Identifying and predicting climate change impact on vector-borne disease using machine learning: Case study of Plasmodium falciparum from Africa
Keywords: Maximum Entropy, Malaria, Machine Learning, Geospatial, Climate Change, Healthcare
Abstract. Vector-borne diseases pose a significant threat to human health, particularly in regions vulnerable to climate change. Among these diseases, malaria, caused by the parasite Plasmodium falciparum and transmitted through the Anopheles mosquito, remains a major global health concern, particularly in sub-Saharan Africa. This study explores the use of machine learning techniques to identify and predict the impact of climate change on the transmission dynamics of P. falciparum malaria in Africa.
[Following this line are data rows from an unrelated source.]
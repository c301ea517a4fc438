//! Recipe Builder - Single Composition Step
//!
//! Both output variants (transformation URL and SDK options) are
//! serializations of the one `CoverOptions` value built here, so they cannot
//! drift apart: same four overlays, same stacking order, same derived colors.

use crate::catalog::{CoverCatalog, DEFAULT_CATEGORY};
use crate::layout::LayoutScale;
use crate::pipeline::RecipeError;
use crate::recipe::{
    ColorizeEffect, CoverOptions, CoverPalette, Crop, Effect, Gravity, Overlay, OverlaySource,
    Position, PostImageInputs, Radius, TextStyle,
};

/// Colorize strength applied to the background, in percent.
pub const COLORIZE_STRENGTH: u8 = 20;

const FONT_FAMILY: &str = "Arial";

/// Build the structured recipe for one post. Fails hard on an unknown
/// category tag or author id; a broken cover is a content-authoring bug that
/// must surface, not render silently.
pub fn build_cover_options(
    inputs: &PostImageInputs,
    catalog: &CoverCatalog,
    scale: LayoutScale,
) -> Result<CoverOptions, RecipeError> {
    let tag = inputs.category.as_deref().unwrap_or(DEFAULT_CATEGORY);
    let style = catalog
        .get_category(Some(tag))
        .ok_or_else(|| RecipeError::UnknownCategory(tag.to_string()))?;
    let author = catalog
        .get_author(inputs.author)
        .ok_or(RecipeError::UnknownAuthor(inputs.author))?;
    let palette = CoverPalette::from_base_hex(&style.color)
        .ok_or_else(|| RecipeError::InvalidColor(style.color.clone()))?;

    let g = scale.geometry();
    let title_color = format!("#{}", palette.title.to_hex());

    // Stacking order is significant: each overlay composites onto the
    // previous one. Avatar first, title last.
    let avatar = Overlay {
        source: OverlaySource::Image {
            public_id: author.public_id.clone(),
        },
        position: Position {
            gravity: Gravity::West,
            x: g.avatar_x,
            y: g.avatar_y,
        },
        effects: vec![Effect {
            width: g.avatar_size,
            height: g.avatar_size,
            crop: Crop::Fit,
            radius: Some(Radius::Max),
            background: None,
        }],
    };

    let author_name = Overlay {
        source: OverlaySource::Text {
            text: TextStyle {
                text: author.name.clone(),
                font_size: g.author_font_size,
                color: title_color.clone(),
                font_family: FONT_FAMILY.into(),
                font_weight: None,
                text_align: Some("center".into()),
                no_trim: false,
            },
        },
        position: Position {
            gravity: Gravity::Center,
            x: g.author_x,
            y: g.author_y,
        },
        effects: vec![Effect {
            width: g.author_box_width,
            height: g.author_box_height,
            crop: Crop::Fit,
            radius: None,
            background: None,
        }],
    };

    let badge = Overlay {
        source: OverlaySource::Text {
            text: TextStyle {
                text: style.symbol.clone(),
                font_size: g.badge_font_size,
                color: format!("#{}", palette.symbol.to_hex()),
                font_family: FONT_FAMILY.into(),
                font_weight: Some("bold".into()),
                text_align: Some("center".into()),
                no_trim: true,
            },
        },
        position: Position {
            gravity: Gravity::NorthWest,
            x: g.badge_x,
            y: g.badge_y,
        },
        effects: vec![Effect {
            width: g.badge_size,
            height: g.badge_size,
            crop: Crop::Scale,
            radius: Some(Radius::Max),
            background: Some(format!("rgb:{}", style.color)),
        }],
    };

    let title = Overlay {
        source: OverlaySource::Text {
            text: TextStyle {
                text: inputs.title.clone(),
                font_size: g.title_font_size,
                color: title_color,
                font_family: FONT_FAMILY.into(),
                font_weight: None,
                text_align: None,
                no_trim: false,
            },
        },
        position: Position {
            gravity: Gravity::West,
            x: g.title_x,
            y: g.title_y,
        },
        effects: vec![Effect {
            width: g.title_box_width,
            height: g.title_box_height,
            crop: Crop::Fit,
            radius: None,
            background: None,
        }],
    };

    Ok(CoverOptions {
        width: g.canvas_width,
        height: g.canvas_height,
        overlays: vec![avatar, author_name, badge, title],
        alt: inputs.title.clone(),
        sizes: "100vw".into(),
        src: catalog.background_id.clone(),
        effects: vec![ColorizeEffect {
            colorize: COLORIZE_STRENGTH,
            color: format!("rgb:{}", style.color),
        }],
    })
}

#[cfg(test)]
mod tests {
    use super::*;

    #[test]
    fn test_overlay_stacking_order() {
        let catalog = CoverCatalog::demo();
        let inputs = PostImageInputs::new("Stacking", 1).with_category("dev");
        let options = build_cover_options(&inputs, &catalog, LayoutScale::Card).unwrap();

        assert_eq!(options.overlays.len(), 4);
        assert!(!options.overlays[0].is_text(), "avatar composites first");
        assert!(options.overlays[1].is_text());
        assert!(options.overlays[2].is_text());
        assert!(options.overlays[3].is_text(), "title composites last");
    }

    #[test]
    fn test_title_and_author_share_color() {
        let catalog = CoverCatalog::demo();
        let inputs = PostImageInputs::new("Colors", 2).with_category("life");
        let options = build_cover_options(&inputs, &catalog, LayoutScale::Card).unwrap();

        let text_color = |overlay: &Overlay| match &overlay.source {
            OverlaySource::Text { text } => text.color.clone(),
            OverlaySource::Image { .. } => panic!("expected text overlay"),
        };

        assert_eq!(
            text_color(&options.overlays[1]),
            text_color(&options.overlays[3])
        );
        assert_ne!(
            text_color(&options.overlays[2]),
            text_color(&options.overlays[3])
        );
    }

    #[test]
    fn test_unknown_category_is_hard_error() {
        let catalog = CoverCatalog::demo();
        let inputs = PostImageInputs::new("Oops", 1).with_category("sports");
        let err = build_cover_options(&inputs, &catalog, LayoutScale::Card).unwrap_err();
        assert!(matches!(err, RecipeError::UnknownCategory(tag) if tag == "sports"));
    }

    #[test]
    fn test_malformed_catalog_color_is_hard_error() {
        let mut catalog = CoverCatalog::new("bg");
        catalog.register_category(
            "dev",
            crate::catalog::CategoryStyle {
                color: "zzzzzz".into(),
                symbol: " ? ".into(),
            },
        );
        catalog.register_author(
            1,
            crate::catalog::AuthorDetails {
                name: "A".into(),
                public_id: "a".into(),
            },
        );

        let inputs = PostImageInputs::new("Oops", 1);
        let err = build_cover_options(&inputs, &catalog, LayoutScale::Card).unwrap_err();
        assert!(matches!(err, RecipeError::InvalidColor(_)));
    }
}
//! Layout Scales - Geometry Constant Tables
//!
//! Two canvas sizes share one layout: `Card` for list-page covers and
//! `Compact` for thumbnails. Compact is Card with every absolute measurement
//! halved, so the avatar-to-canvas and text-box-to-canvas ratios are
//! identical across scales.

use serde::{Deserialize, Serialize};

#[derive(Debug, Clone, Copy, Default, Serialize, Deserialize, PartialEq, Eq)]
#[serde(rename_all = "lowercase")]
pub enum LayoutScale {
    #[default]
    Card,
    Compact,
}

/// Absolute geometry for one scale. All offsets are relative to each
/// overlay's gravity anchor.
#[derive(Debug, Clone, Copy, PartialEq, Eq)]
pub struct Geometry {
    pub canvas_width: u32,
    pub canvas_height: u32,

    /// Title text: west-anchored in the right half, fit to a bounding box.
    pub title_font_size: u32,
    pub title_x: i32,
    pub title_y: i32,
    pub title_box_width: u32,
    pub title_box_height: u32,

    /// Author name: center gravity with a negative x offset so it sits
    /// directly under the avatar.
    pub author_font_size: u32,
    pub author_x: i32,
    pub author_y: i32,
    pub author_box_width: u32,
    pub author_box_height: u32,

    /// Avatar: west-anchored, circular mask.
    pub avatar_x: i32,
    pub avatar_y: i32,
    pub avatar_size: u32,

    /// Category badge: top-left corner of the avatar, circular, filled.
    pub badge_font_size: u32,
    pub badge_x: i32,
    pub badge_y: i32,
    pub badge_size: u32,
}

const CARD: Geometry = Geometry {
    canvas_width: 2048,
    canvas_height: 1024,
    title_font_size: 164,
    title_x: 832,
    title_y: 0,
    title_box_width: 1152,
    title_box_height: 896,
    author_font_size: 62,
    author_x: -601,
    author_y: 384,
    author_box_width: 640,
    author_box_height: 512,
    avatar_x: 102,
    avatar_y: 0,
    avatar_size: 640,
    badge_font_size: 154,
    badge_x: 140,
    badge_y: 140,
    badge_size: 192,
};

const COMPACT: Geometry = Geometry {
    canvas_width: 1024,
    canvas_height: 512,
    title_font_size: 82,
    title_x: 416,
    title_y: 0,
    title_box_width: 576,
    title_box_height: 448,
    author_font_size: 31,
    author_x: -300,
    author_y: 192,
    author_box_width: 320,
    author_box_height: 256,
    avatar_x: 51,
    avatar_y: 0,
    avatar_size: 320,
    badge_font_size: 77,
    badge_x: 70,
    badge_y: 70,
    badge_size: 96,
};

impl LayoutScale {
    pub fn geometry(self) -> &'static Geometry {
        match self {
            LayoutScale::Card => &CARD,
            LayoutScale::Compact => &COMPACT,
        }
    }
}
//! Cover Catalog - Lookup Tables as Injected Configuration
//!
//! Category styles and author details are configuration, not module globals:
//! the catalog is built (or loaded from JSON) once at startup and passed into
//! the pipeline, so tests can swap in alternate tables.

use serde::{Deserialize, Serialize};
use std::collections::HashMap;
use std::fs;
use std::path::Path;

/// Category tag used when a post omits the field entirely.
/// An unknown tag is still a hard lookup failure - only absence defaults.
pub const DEFAULT_CATEGORY: &str = "dev";

#[derive(Debug, Clone, Serialize, Deserialize, PartialEq, Eq)]
#[serde(rename_all = "camelCase")]
pub struct CategoryStyle {
    /// 6-hex-digit base color, no `#` prefix.
    pub color: String,
    /// Short display glyph rendered in the badge overlay.
    pub symbol: String,
}

#[derive(Debug, Clone, Serialize, Deserialize, PartialEq, Eq)]
#[serde(rename_all = "camelCase")]
pub struct AuthorDetails {
    pub name: String,
    /// CDN public id of the author's portrait asset.
    pub public_id: String,
}

/// Cover catalog - the read-only tables every recipe is built from.
#[derive(Debug, Clone, Serialize, Deserialize)]
#[serde(rename_all = "camelCase")]
pub struct CoverCatalog {
    categories: HashMap<String, CategoryStyle>,
    authors: HashMap<u32, AuthorDetails>,
    /// Public id of the shared background asset, terminal segment of every
    /// generated URL.
    pub background_id: String,
}

impl CoverCatalog {
    pub fn new(background_id: impl Into<String>) -> Self {
        Self {
            categories: HashMap::new(),
            authors: HashMap::new(),
            background_id: background_id.into(),
        }
    }

    /// The demo tables shipped with this repository.
    pub fn demo() -> Self {
        let mut catalog = Self::new("demo blog cover images/cover-image-bg");
        catalog.register_category(
            "dev",
            CategoryStyle {
                color: "ff9900".into(),
                symbol: " < > ".into(),
            },
        );
        catalog.register_category(
            "life",
            CategoryStyle {
                color: "f463f4".into(),
                symbol: " ~ ".into(),
            },
        );
        catalog.register_author(
            1,
            AuthorDetails {
                name: "Marla Peterson".into(),
                public_id: "demo blog cover images/author-avatar-1".into(),
            },
        );
        catalog.register_author(
            2,
            AuthorDetails {
                name: "David Nix".into(),
                public_id: "demo blog cover images/author-avatar-2".into(),
            },
        );
        catalog
    }

    pub fn load_from_file(path: &Path) -> Result<Self, std::io::Error> {
        let content = fs::read_to_string(path)?;
        let catalog: Self = serde_json::from_str(&content)
            .map_err(|e| std::io::Error::new(std::io::ErrorKind::InvalidData, e))?;
        log::debug!(
            "loaded cover catalog from {}: {} categories, {} authors",
            path.display(),
            catalog.categories.len(),
            catalog.authors.len()
        );
        Ok(catalog)
    }

    pub fn register_category(&mut self, tag: impl Into<String>, style: CategoryStyle) {
        self.categories.insert(tag.into(), style);
    }

    pub fn register_author(&mut self, id: u32, details: AuthorDetails) {
        self.authors.insert(id, details);
    }

    /// Resolve a category tag. `None` falls back to [`DEFAULT_CATEGORY`];
    /// an unknown tag returns `None` and the caller reports it.
    pub fn get_category(&self, tag: Option<&str>) -> Option<&CategoryStyle> {
        self.categories.get(tag.unwrap_or(DEFAULT_CATEGORY))
    }

    pub fn get_author(&self, id: u32) -> Option<&AuthorDetails> {
        self.authors.get(&id)
    }

    pub fn category_tags(&self) -> Vec<&str> {
        self.categories.keys().map(String::as_str).collect()
    }
}

impl Default for CoverCatalog {
    fn default() -> Self {
        Self::demo()
    }
}

#[cfg(test)]
mod tests {
    use super::*;

    #[test]
    fn test_demo_catalog_complete() {
        let catalog = CoverCatalog::demo();
        for tag in ["dev", "life"] {
            let style = catalog.get_category(Some(tag)).unwrap();
            assert_eq!(style.color.len(), 6);
            assert!(!style.symbol.is_empty());
        }
        assert!(catalog.get_author(1).is_some());
        assert!(catalog.get_author(2).is_some());
    }

    #[test]
    fn test_absent_category_defaults_to_dev() {
        let catalog = CoverCatalog::demo();
        let style = catalog.get_category(None).unwrap();
        assert_eq!(style.color, "ff9900");
        assert_eq!(style.symbol, " < > ");
    }

    #[test]
    fn test_unknown_lookups_miss() {
        let catalog = CoverCatalog::demo();
        assert!(catalog.get_category(Some("sports")).is_none());
        assert!(catalog.get_author(99).is_none());
    }

    #[test]
    fn test_catalog_json_round_trip() {
        let catalog = CoverCatalog::demo();
        let json = serde_json::to_string(&catalog).unwrap();
        let back: CoverCatalog = serde_json::from_str(&json).unwrap();
        assert_eq!(back.background_id, catalog.background_id);
        assert_eq!(
            back.get_category(Some("life")),
            catalog.get_category(Some("life"))
        );
        assert_eq!(back.get_author(2), catalog.get_author(2));
    }
}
The research utilizes a combination of climate data, epidemiological records, and machine learning algorithms to analyze historical patterns and project future trends in malaria transmission. Key climate variables such as temperature, precipitation, humidity, and vegetation cover are integrated into predictive models to assess their influence on the abundance and distribution of mosquito vectors and the parasite's lifecycle. Through the application of machine learning models such as Maximum Entropy, this study aims to uncover complex relationships between climatic factors and malaria transmission dynamics. By training these models on historical data, they can accurately predict future scenarios under various climate change scenarios. The findings of this research will provide valuable insights into the potential impact of climate change on the spatial and temporal distribution of P. falciparum malaria in Africa. Such insights are crucial for designing targeted interventions and adaptation strategies to mitigate the anticipated rise in malaria cases and associated morbidity and mortality in the region. Moreover, the methodology developed in this study can serve as a framework for assessing and addressing the impact of climate change on other vector-borne diseases globally.